Стали мы его книжки пересматривать. Ну просто ни одной стоящей, всё стишки.

Книги нашли у него стоящие, про землю, как пахать и сеять. Были и про пушки. Стишков же, всяких там пустяков, не держал.

Соберутся стишочки читать, про любовь и всякие разности. Настоящие же люди мармеладничать не станут.

Та-та-та да ти-ти-ти — очень складно. Слова непонятные, а дух мягчит. Вроде как мамины заговорки.

Стишки вещь хорошая, коли самые холеные господа ими вплотную займались. Этих на плохое не потянет.

Стишки люблю, завел всякие переписанные. Звонко, где конец. Сразу знаешь, как скажется, не хуже песни. Только непонятно.

Стихи есть понятные, как народу тяжело, про жизнь крестьянскую, про всякие наши тяготы. А где про нежности, так ни к чему. Лучше про это песни играть.

Покажи ты мне такого,

Кто стишки те написал,

Как про горе все до слова

Я б такому рассказал.

На деревне петухи

Горлодеристые,

Прочитал в книжке стихи

Раззадористые.

А я люблю, хоть и не все понятно, а все ни с чем простым не в сравнение. И видно, что на радость и в отдых сделаны.

Нужно себе большую роздышку дать, от непосильного отмякнуть, тогда только и простишь стихом любоваться.

Я стишки царапаю,

По капельке капаю,

Накапаю полну бочку,

Приспособлю с бочку точку

И не есть то важное,

Что нам не уважило,

Рассолодим солодья,

Раздобудем соловья

Очень я новые слова полюбил. Только по простым делам не умею я их к слову сказать. Что ни скажу — все мимо.

Эти слова по новой жизни прикроены-шиты. Поверх лаптей не натянешь. А ты старую-то одежку поскидовай, вот и будут те слова впору.

А я вот очень не люблю, как неправильно говорят. Трудно тебе — молчи. А не калечь ты слов таких веселых — «революция» и другие многие.

Это все нерусские слова, уху моему не милые, только шалтай-балтай теперь разводить нечего, и торговаться из-за слов времени нету.

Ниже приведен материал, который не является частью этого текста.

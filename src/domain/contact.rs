use std::fmt;

#[derive(Clone, Copy, Debug, Eq, PartialEq)]
pub enum FormStep {
    Name,
    Email,
    Message,
}

impl FormStep {
    pub const FIRST: FormStep = FormStep::Name;

    pub fn prompt(self) -> &'static str {
        match self {
            Self::Name => "Please enter your full name:",
            Self::Email => "Please enter your email:",
            Self::Message => "Please enter your message:",
        }
    }

    /// `None` once the last field has been collected.
    pub fn next(self) -> Option<FormStep> {
        match self {
            Self::Name => Some(Self::Email),
            Self::Email => Some(Self::Message),
            Self::Message => None,
        }
    }

    pub fn validate(self, value: &str) -> Result<(), FieldError> {
        match self {
            Self::Name => validate_name(value),
            Self::Email => validate_email(value),
            Self::Message => validate_message(value),
        }
    }
}

#[derive(Clone, Copy, Debug, Eq, PartialEq)]
pub enum FieldError {
    NameRequired,
    NameTooShort,
    EmailRequired,
    EmailInvalid,
    MessageRequired,
    MessageTooShort,
}

impl fmt::Display for FieldError {
    fn fmt(&self, f: &mut fmt::Formatter<'_>) -> fmt::Result {
        let text = match self {
            Self::NameRequired => "Name is required",
            Self::NameTooShort => "Name must be at least 2 characters",
            Self::EmailRequired => "Email is required",
            Self::EmailInvalid => "Please enter a valid email address",
            Self::MessageRequired => "Message is required",
            Self::MessageTooShort => "Message must be at least 10 characters",
        };
        f.write_str(text)
    }
}

const MIN_NAME_CHARS: usize = 2;
const MIN_MESSAGE_CHARS: usize = 10;

pub fn validate_name(value: &str) -> Result<(), FieldError> {
    let trimmed = value.trim();
    if trimmed.is_empty() {
        return Err(FieldError::NameRequired);
    }
    if trimmed.chars().count() < MIN_NAME_CHARS {
        return Err(FieldError::NameTooShort);
    }
    Ok(())
}

pub fn validate_email(value: &str) -> Result<(), FieldError> {
    let trimmed = value.trim();
    if trimmed.is_empty() {
        return Err(FieldError::EmailRequired);
    }
    if !is_plausible_email(trimmed) {
        return Err(FieldError::EmailInvalid);
    }
    Ok(())
}

pub fn validate_message(value: &str) -> Result<(), FieldError> {
    let trimmed = value.trim();
    if trimmed.is_empty() {
        return Err(FieldError::MessageRequired);
    }
    if trimmed.chars().count() < MIN_MESSAGE_CHARS {
        return Err(FieldError::MessageTooShort);
    }
    Ok(())
}

/// `local@domain.tld`: one `@`, no whitespace, a dot inside the domain with
/// text on both sides of it.
///
/// Callers pass the trimmed field, and the last dot must not end the value,
/// so `jane@example.com.` is rejected.
pub fn is_plausible_email(value: &str) -> bool {
    if value.chars().any(char::is_whitespace) {
        return false;
    }

    let mut parts = value.split('@');
    let (Some(local), Some(domain), None) = (parts.next(), parts.next(), parts.next()) else {
        return false;
    };
    if local.is_empty() {
        return false;
    }

    let Some(dot) = domain.rfind('.') else {
        return false;
    };
    let (host, suffix) = (&domain[..dot], &domain[dot + 1..]);
    !host.is_empty() && !suffix.is_empty()
}

/// In-progress contact form. `to_name` is fixed by configuration and survives
/// `reset`.
#[derive(Clone, Debug, Default, Eq, PartialEq)]
pub struct ContactDraft {
    pub from_name: String,
    pub reply_to: String,
    pub message: String,
    pub to_name: String,
}

impl ContactDraft {
    pub fn new(to_name: &str) -> Self {
        Self {
            to_name: to_name.to_string(),
            ..Self::default()
        }
    }

    pub fn set(&mut self, step: FormStep, value: &str) {
        let value = value.trim().to_string();
        match step {
            FormStep::Name => self.from_name = value,
            FormStep::Email => self.reply_to = value,
            FormStep::Message => self.message = value,
        }
    }

    pub fn reset(&mut self) {
        self.from_name.clear();
        self.reply_to.clear();
        self.message.clear();
    }

    #[cfg(test)]
    pub fn is_empty(&self) -> bool {
        self.from_name.is_empty() && self.reply_to.is_empty() && self.message.is_empty()
    }

    #[cfg(test)]
    pub fn is_complete(&self) -> bool {
        !self.from_name.is_empty() && !self.reply_to.is_empty() && !self.message.is_empty()
    }

    pub fn summary_lines(&self) -> Vec<String> {
        vec![
            "Here's what we've got:".to_string(),
            format!("Name: {}", self.from_name),
            format!("Email: {}", self.reply_to),
            format!("Message: {}", self.message),
            String::new(),
            "Does this look correct? Type \"yes\" to send or \"no\" to restart.".to_string(),
        ]
    }
}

Путаюсь я в новых словах словно в бабьем платье — не привык. А что старых слов не хватает — верно.

Наша речь особая, не на воде пузыри. Ученому же речь наша тяжка; как по месту придется — пудом по темени.

Надо новых слов не стыдиться. Пока они тепленькие, свежие, в дугу согнуть их можно — себе на потребу.

Господа стишочки пишут,

Соловьины песенки,

А солдатская частушка —

Воробьина лесенка.

Воробышек-воробей,

Птичка придомовая,

Как солдатская частушка

Завсегда про новое

От прибасок-песенок

Стало будто весело,

Прибаски сказалися,

Пятки зачесалися.

Неинтересно про настоящее говорить. Как хорошо ни заживи, а все хуже песни.

Спеть бы песню, да слов новых не знаю, а старые не по времени.

Как наша частушечка

Подобрее пушечки,

Мы от пушки без оглядки,

От частушечки вприсядку

Эх, частушечка,

Наша душечка,

Что не выпляшем,

Так то выплачем

С чужих сторон,

Из-за гор-морей

Сорвалась беда горькая,

Война всесветная.

Набралась война всяких пушечек,

Летучих игрушечек,

Важных королей,

Людей без путей

Расползлася беда по всей земле,

Язвой взъязвилась,

В земли, в житья, в судьбинушку

Припоставила война по полям народ столбиками,

Начала по столбам игрой тешиться,

При забавушке гинет тысяча,

При шутке-игре гинет сто тысяч

Нагубила беда, почитай, весь свет,

А всего злее извела русских людей,

Что войны русские охотой не любят

Тут схватился, опомнился великий человек,

Повелел себе друзей позвать,

Друзей, братьев и товарищей

«Вы, друзья, братья и товарищи,

По словам моим все сделайте, __

Есть я мудрый, неустрашливый человек,

А хочу я, друзья, братья и товарищи,

Войну всесветную миром кончать,

Русским людям новое житье приначать

Хочу я с чужих сторон домой повернуть,

Мирное житье вернуть.

Только правдою никак мне домой не воротиться.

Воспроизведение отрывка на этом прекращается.